(What you should do): Write out each line of the records that has "BotApi" in it.

Stored data entries:
++++++
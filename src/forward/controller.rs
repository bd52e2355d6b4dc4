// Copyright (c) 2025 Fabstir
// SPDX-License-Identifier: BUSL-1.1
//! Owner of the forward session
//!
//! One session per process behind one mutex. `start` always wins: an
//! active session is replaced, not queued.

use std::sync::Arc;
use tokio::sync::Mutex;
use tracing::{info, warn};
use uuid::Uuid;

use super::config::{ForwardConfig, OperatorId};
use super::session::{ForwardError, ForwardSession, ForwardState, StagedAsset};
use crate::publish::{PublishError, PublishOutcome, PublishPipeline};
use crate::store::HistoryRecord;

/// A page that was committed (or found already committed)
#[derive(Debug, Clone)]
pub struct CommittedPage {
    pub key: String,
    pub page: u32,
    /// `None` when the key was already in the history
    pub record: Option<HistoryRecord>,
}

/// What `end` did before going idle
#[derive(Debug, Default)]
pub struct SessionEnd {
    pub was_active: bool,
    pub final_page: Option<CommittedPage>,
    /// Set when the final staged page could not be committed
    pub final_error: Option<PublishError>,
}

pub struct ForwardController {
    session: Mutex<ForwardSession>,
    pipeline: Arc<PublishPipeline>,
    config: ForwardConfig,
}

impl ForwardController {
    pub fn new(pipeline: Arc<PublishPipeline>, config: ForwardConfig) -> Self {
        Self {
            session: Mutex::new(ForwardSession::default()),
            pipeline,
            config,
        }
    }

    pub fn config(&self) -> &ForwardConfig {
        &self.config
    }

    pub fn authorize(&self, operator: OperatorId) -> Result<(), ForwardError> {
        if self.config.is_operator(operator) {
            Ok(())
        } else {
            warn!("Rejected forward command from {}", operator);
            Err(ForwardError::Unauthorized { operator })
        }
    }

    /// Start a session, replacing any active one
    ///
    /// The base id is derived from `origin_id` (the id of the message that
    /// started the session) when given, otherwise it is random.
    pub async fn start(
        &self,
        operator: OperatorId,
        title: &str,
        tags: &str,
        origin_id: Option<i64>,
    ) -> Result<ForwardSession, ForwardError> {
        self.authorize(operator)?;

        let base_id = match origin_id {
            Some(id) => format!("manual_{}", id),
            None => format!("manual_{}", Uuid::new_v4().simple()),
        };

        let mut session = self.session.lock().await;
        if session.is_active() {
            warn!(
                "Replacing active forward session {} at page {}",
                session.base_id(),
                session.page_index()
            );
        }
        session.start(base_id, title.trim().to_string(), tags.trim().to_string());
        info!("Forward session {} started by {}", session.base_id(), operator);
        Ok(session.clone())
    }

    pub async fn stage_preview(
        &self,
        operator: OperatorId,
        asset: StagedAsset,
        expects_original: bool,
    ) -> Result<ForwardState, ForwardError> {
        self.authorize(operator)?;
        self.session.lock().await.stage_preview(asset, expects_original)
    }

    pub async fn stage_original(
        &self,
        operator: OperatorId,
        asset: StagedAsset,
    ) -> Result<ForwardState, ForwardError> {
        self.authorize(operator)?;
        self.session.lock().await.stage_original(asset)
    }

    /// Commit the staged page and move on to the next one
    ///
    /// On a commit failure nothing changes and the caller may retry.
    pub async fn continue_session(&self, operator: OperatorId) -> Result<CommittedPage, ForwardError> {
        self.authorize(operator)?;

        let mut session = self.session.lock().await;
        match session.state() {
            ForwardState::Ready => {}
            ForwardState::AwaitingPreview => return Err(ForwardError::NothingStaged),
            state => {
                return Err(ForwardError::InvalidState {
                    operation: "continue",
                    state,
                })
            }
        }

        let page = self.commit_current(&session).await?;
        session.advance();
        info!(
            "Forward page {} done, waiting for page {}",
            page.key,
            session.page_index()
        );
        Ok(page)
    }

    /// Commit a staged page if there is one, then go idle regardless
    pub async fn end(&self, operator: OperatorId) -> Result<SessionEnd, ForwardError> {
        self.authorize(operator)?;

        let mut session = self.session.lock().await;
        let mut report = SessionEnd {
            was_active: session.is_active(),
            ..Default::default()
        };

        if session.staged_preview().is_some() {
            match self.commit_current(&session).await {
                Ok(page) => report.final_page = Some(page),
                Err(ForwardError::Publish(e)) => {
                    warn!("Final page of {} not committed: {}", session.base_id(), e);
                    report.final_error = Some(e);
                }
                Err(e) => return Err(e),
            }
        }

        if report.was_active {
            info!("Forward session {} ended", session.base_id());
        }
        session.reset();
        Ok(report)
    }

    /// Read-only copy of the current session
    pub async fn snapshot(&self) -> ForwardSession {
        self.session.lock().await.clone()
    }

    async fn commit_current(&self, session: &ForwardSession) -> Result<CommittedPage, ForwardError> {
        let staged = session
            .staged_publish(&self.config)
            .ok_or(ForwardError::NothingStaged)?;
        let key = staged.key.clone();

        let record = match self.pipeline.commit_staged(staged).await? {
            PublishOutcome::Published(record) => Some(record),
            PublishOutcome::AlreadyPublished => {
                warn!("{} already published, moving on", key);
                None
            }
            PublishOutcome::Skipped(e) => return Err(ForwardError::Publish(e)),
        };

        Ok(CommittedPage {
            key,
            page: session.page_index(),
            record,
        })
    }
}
++++++
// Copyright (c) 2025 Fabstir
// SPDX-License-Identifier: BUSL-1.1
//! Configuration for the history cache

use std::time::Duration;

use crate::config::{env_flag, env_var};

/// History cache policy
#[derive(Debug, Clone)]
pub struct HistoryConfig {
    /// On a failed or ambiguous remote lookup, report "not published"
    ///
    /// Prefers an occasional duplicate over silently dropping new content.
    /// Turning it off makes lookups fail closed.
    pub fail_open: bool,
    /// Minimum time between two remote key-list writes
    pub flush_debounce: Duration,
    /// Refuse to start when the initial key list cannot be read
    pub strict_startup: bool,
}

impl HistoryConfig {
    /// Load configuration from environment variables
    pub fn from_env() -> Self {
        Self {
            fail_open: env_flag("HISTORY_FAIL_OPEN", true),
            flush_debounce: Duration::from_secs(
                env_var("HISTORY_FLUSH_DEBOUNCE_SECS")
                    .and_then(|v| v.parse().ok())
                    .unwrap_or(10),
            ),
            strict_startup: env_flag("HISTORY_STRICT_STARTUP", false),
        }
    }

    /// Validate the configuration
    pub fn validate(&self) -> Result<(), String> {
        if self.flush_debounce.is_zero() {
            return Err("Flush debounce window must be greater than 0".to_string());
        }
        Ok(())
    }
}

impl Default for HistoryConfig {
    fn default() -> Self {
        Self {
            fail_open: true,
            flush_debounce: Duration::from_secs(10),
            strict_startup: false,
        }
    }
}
++++++
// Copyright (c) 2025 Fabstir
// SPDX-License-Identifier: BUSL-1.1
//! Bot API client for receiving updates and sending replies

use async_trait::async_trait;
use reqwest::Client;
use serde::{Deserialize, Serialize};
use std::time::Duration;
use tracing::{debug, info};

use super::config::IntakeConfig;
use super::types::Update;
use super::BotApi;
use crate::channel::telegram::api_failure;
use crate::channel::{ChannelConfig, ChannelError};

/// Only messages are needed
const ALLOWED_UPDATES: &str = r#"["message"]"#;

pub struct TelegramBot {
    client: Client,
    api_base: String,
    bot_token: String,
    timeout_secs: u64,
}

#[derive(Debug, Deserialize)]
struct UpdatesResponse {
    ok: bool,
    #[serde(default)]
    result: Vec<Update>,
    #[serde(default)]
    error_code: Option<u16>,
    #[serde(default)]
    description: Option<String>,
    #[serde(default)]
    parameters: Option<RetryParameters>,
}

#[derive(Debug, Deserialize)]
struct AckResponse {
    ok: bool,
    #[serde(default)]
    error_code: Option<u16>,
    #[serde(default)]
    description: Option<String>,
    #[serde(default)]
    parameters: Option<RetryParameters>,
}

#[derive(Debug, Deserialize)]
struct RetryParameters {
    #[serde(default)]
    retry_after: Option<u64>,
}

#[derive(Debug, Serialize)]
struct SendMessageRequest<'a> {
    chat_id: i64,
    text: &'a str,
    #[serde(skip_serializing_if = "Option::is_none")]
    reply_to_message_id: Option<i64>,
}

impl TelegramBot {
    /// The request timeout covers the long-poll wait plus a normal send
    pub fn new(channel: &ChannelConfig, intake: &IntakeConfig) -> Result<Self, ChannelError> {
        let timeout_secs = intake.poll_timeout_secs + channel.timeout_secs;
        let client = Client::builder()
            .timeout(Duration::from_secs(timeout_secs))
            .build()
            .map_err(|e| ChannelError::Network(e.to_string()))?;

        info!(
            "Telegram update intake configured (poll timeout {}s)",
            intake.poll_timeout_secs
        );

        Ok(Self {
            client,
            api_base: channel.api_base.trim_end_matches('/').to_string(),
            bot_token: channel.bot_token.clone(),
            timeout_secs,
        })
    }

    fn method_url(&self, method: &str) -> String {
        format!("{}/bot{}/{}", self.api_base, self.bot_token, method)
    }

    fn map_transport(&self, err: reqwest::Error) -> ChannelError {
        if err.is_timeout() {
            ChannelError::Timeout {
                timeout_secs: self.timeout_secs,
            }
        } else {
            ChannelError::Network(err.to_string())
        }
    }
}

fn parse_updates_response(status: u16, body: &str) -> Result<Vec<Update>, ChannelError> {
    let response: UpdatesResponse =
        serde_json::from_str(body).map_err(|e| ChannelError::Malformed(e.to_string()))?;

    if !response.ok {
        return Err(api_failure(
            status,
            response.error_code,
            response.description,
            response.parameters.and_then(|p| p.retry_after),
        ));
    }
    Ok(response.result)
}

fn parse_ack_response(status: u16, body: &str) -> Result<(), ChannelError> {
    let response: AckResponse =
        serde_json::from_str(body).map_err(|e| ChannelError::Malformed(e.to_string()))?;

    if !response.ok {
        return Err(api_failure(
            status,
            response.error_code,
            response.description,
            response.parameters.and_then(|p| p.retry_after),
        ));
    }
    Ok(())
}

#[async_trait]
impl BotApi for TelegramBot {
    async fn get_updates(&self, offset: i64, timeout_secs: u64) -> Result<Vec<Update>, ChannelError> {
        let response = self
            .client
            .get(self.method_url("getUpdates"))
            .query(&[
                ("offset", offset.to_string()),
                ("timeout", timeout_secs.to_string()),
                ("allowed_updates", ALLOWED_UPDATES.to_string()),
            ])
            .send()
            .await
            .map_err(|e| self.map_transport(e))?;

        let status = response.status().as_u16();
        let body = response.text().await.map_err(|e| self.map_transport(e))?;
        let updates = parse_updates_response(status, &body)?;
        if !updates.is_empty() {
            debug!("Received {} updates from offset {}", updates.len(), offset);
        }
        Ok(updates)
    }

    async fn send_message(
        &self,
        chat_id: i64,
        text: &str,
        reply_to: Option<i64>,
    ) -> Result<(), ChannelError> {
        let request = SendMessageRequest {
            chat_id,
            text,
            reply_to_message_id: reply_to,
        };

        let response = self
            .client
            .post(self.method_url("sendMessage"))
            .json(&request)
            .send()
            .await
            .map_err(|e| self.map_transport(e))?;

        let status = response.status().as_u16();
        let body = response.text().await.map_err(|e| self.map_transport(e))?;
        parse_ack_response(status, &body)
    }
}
++++++
(Solution below):
use super::BotApi;
impl BotApi for TelegramBot {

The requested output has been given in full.